Bench exercises are a great way to work out a variety of different muscles in your body. Because a number of different items can be substituted in for the bench, these exercises are great to do at home or if you only have a limited range of equipment to use. One of the best bench exercises in terms of leg strength and flexibility is the step up and step over. These exercises are based on the same basic principle but differ in a couple of important ways.

The step up is an exercise in which you’ll step up onto a bench and then back down. The step over involves moving all the way over the bench and works your leg mobility and flexibility a bit more than the step up, which tends to focus more on strength. The two exercises complement each other very well and will be quite helpful for athletes of all types, particularly for people who run.

Exercise Basics

Beginners should avoid using a weight at all when executing the step up. As you begin to feel comfortable with the exercise, consider holding a barbell behind your neck with both hands, palms facing forward. This will add to your weight and force your legs to work harder while you exercise.
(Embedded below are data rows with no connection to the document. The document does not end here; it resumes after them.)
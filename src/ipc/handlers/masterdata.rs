use crate::ipc::error::{err, ok, HandlerErr};
use crate::ipc::helpers::{get_optional_i64, get_required_i64, get_required_str};
use crate::ipc::types::{AppState, Request};
use crate::model::{Category, MaterialCategory};
use crate::store::{self, SqliteSource};
use crate::village::ReportSource;
use rusqlite::Connection;
use serde_json::json;

const MAX_NAME_LEN: usize = 128;

fn get_name(params: &serde_json::Value) -> Result<String, HandlerErr> {
    let name = get_required_str(params, "name")?;
    if name.len() > MAX_NAME_LEN {
        return Err(HandlerErr::bad_params(format!(
            "name length must be <= {}",
            MAX_NAME_LEN
        )));
    }
    Ok(name)
}

fn villages_create(conn: &Connection, params: &serde_json::Value) -> Result<serde_json::Value, HandlerErr> {
    let name = get_name(params)?;
    let village = store::create_village(conn, &name).map_err(|e| HandlerErr::update(e, "villages"))?;
    Ok(json!({ "village": village }))
}

fn villages_list(conn: &Connection, _params: &serde_json::Value) -> Result<serde_json::Value, HandlerErr> {
    let villages = store::list_villages(conn).map_err(HandlerErr::query)?;
    Ok(json!({ "villages": villages }))
}

fn groups_create(conn: &Connection, params: &serde_json::Value) -> Result<serde_json::Value, HandlerErr> {
    let village_id = get_required_str(params, "villageId")?;
    let name = get_name(params)?;
    let source = SqliteSource::new(conn);
    if source.village(&village_id).map_err(HandlerErr::query)?.is_none() {
        return Err(HandlerErr::not_found("village", &village_id));
    }
    let group = store::create_group(conn, &village_id, &name)
        .map_err(|e| HandlerErr::update(e, "learning_groups"))?;
    Ok(json!({ "group": group }))
}

fn groups_list(conn: &Connection, params: &serde_json::Value) -> Result<serde_json::Value, HandlerErr> {
    let village_id = get_required_str(params, "villageId")?;
    let groups = SqliteSource::new(conn)
        .groups(&village_id)
        .map_err(HandlerErr::query)?;
    Ok(json!({ "groups": groups }))
}

fn categories_upsert(conn: &Connection, params: &serde_json::Value) -> Result<serde_json::Value, HandlerErr> {
    let category = Category {
        id: get_required_i64(params, "id")?,
        name: get_name(params)?,
    };
    store::upsert_category(conn, &category).map_err(|e| HandlerErr::update(e, "categories"))?;
    Ok(json!({ "category": category }))
}

fn categories_list(conn: &Connection, _params: &serde_json::Value) -> Result<serde_json::Value, HandlerErr> {
    let categories = SqliteSource::new(conn)
        .categories()
        .map_err(HandlerErr::query)?;
    Ok(json!({ "categories": categories }))
}

fn material_categories_upsert(
    conn: &Connection,
    params: &serde_json::Value,
) -> Result<serde_json::Value, HandlerErr> {
    let mc = MaterialCategory {
        id: get_required_i64(params, "id")?,
        name: get_name(params)?,
    };
    store::upsert_material_category(conn, &mc)
        .map_err(|e| HandlerErr::update(e, "material_categories"))?;
    Ok(json!({ "materialCategory": mc }))
}

fn material_categories_list(conn: &Connection, _params: &serde_json::Value) -> Result<serde_json::Value, HandlerErr> {
    let material_categories = SqliteSource::new(conn)
        .material_categories()
        .map_err(HandlerErr::query)?;
    Ok(json!({ "materialCategories": material_categories }))
}

fn parse_gender(params: &serde_json::Value) -> Result<String, HandlerErr> {
    let raw = get_required_str(params, "gender")?.to_ascii_uppercase();
    match raw.as_str() {
        "L" | "P" => Ok(raw),
        _ => Err(HandlerErr::bad_params("gender must be one of: L, P")),
    }
}

fn generus_create(conn: &Connection, params: &serde_json::Value) -> Result<serde_json::Value, HandlerErr> {
    let group_id = get_required_str(params, "groupId")?;
    let category_id = get_required_i64(params, "categoryId")?;
    let name = get_name(params)?;
    let gender = parse_gender(params)?;

    if store::group_by_id(conn, &group_id)
        .map_err(HandlerErr::query)?
        .is_none()
    {
        return Err(HandlerErr::not_found("group", &group_id));
    }
    if !store::category_exists(conn, category_id).map_err(HandlerErr::query)? {
        return Err(HandlerErr::not_found("category", category_id));
    }
    let generus = store::create_generus(conn, &group_id, category_id, &name, &gender)
        .map_err(|e| HandlerErr::update(e, "generus"))?;
    Ok(json!({ "generus": generus }))
}

fn generus_list(conn: &Connection, params: &serde_json::Value) -> Result<serde_json::Value, HandlerErr> {
    let group_id = get_required_str(params, "groupId")?;
    let category_id = get_optional_i64(params, "categoryId")?;
    let generus = store::list_generus(conn, &group_id, category_id).map_err(HandlerErr::query)?;
    Ok(json!({ "generus": generus }))
}

/// Removed learners keep their id so past recaps still resolve, but they leave
/// the roster and the headcount.
fn generus_deactivate(conn: &Connection, params: &serde_json::Value) -> Result<serde_json::Value, HandlerErr> {
    let id = get_required_str(params, "id")?;
    let changed = store::deactivate_generus(conn, &id).map_err(|e| HandlerErr::update(e, "generus"))?;
    if !changed {
        return Err(HandlerErr::not_found("generus", &id));
    }
    Ok(json!({ "id": id, "active": false }))
}

pub fn try_handle(state: &mut AppState, req: &Request) -> Option<serde_json::Value> {
    let handler: fn(&Connection, &serde_json::Value) -> Result<serde_json::Value, HandlerErr> =
        match req.method.as_str() {
            "villages.create" => villages_create,
            "villages.list" => villages_list,
            "groups.create" => groups_create,
            "groups.list" => groups_list,
            "categories.upsert" => categories_upsert,
            "categories.list" => categories_list,
            "materialCategories.upsert" => material_categories_upsert,
            "materialCategories.list" => material_categories_list,
            "generus.create" => generus_create,
            "generus.list" => generus_list,
            "generus.deactivate" => generus_deactivate,
            _ => return None,
        };
    let Some(conn) = state.db.as_ref() else {
        return Some(err(&req.id, "no_workspace", "select a workspace first", None));
    };
    Some(match handler(conn, &req.params) {
        Ok(result) => ok(&req.id, result),
        Err(error) => error.response(&req.id),
    })
}
mod bucket;
mod calc;
mod config;
mod db;
mod error;
mod evaluation;
mod ipc;
mod model;
mod pivot;
mod reconcile;
mod store;
mod village;

use clap::Parser;
use serde_json::json;
use std::io::{self, BufRead, Write};
use tracing::{error, info, warn};
use tracing_subscriber::EnvFilter;

fn init_tracing(filter: &str) {
    let filter = EnvFilter::try_new(filter).unwrap_or_else(|_| EnvFilter::new("info"));
    tracing_subscriber::fmt()
        .with_env_filter(filter)
        .with_writer(io::stderr)
        .with_target(false)
        .init();
}

fn main() {
    let args = config::Args::parse();
    init_tracing(&args.log_filter);

    let mut state = ipc::AppState::default();
    if let Some(path) = args.workspace.as_deref() {
        if let Err(e) = state.open_workspace(path) {
            error!(workspace = %path.display(), error = %e, "startup workspace failed to open");
        }
    }
    info!(version = env!("CARGO_PKG_VERSION"), "kbmrecapd ready");

    let stdin = io::stdin();
    let mut stdout = io::stdout();

    for line in stdin.lock().lines() {
        let line = match line {
            Ok(v) => v,
            Err(e) => {
                warn!(error = %e, "stdin closed");
                break;
            }
        };
        if line.trim().is_empty() {
            continue;
        }

        let req: ipc::Request = match serde_json::from_str(&line) {
            Ok(v) => v,
            Err(e) => {
                // No id to reply to.
                let resp = json!({
                    "ok": false,
                    "error": { "code": "bad_json", "message": e.to_string() }
                });
                let _ = writeln!(stdout, "{}", resp);
                let _ = stdout.flush();
                continue;
            }
        };

        let resp = ipc::handle_request(&mut state, req);
        let _ = writeln!(
            stdout,
            "{}",
            serde_json::to_string(&resp).unwrap_or_else(|_| "{\"ok\":false}".to_string())
        );
        let _ = stdout.flush();
    }
}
The procedure for the step up involves two basic positions. Stand so that you’re facing the bench with both feet on the ground. Place one lead foot onto the bench, and in a smooth and fluid motion bring your other foot up so that you’re standing on top of the bench. This is the second position. Next, use the lead foot to carefully step back and then follow with the other foot. You can repeat this as often as you like.

Step overs involve the same basic procedure, except that the lead foot will step all the way over the bench with the other foot following. The lead foot will then step over the bench again, while you’re still facing forward, and the other foot will follow.

Safety and Technique

The risky part of this exercise is when you step backward. Be very careful as you do so, and do not move too fast. It may help if you have a spotter there to help catch you if you should fall. In terms of technique, be sure to move slowly enough so that you don’t put unnecessary strain on any of your muscles.

Advanced Versions

People looking for more advanced versions of the exercise typically add weight onto their shoulders. You can also step onto the bench and then step forward off of it. This adds an additional component to the coordination of the exercise and is an advanced technique that you should only experiment with when you’re fully comfortable with the basics.

This exercise is a great way to develop general leg flexibility and strength. It works a number of different muscle groups in the legs.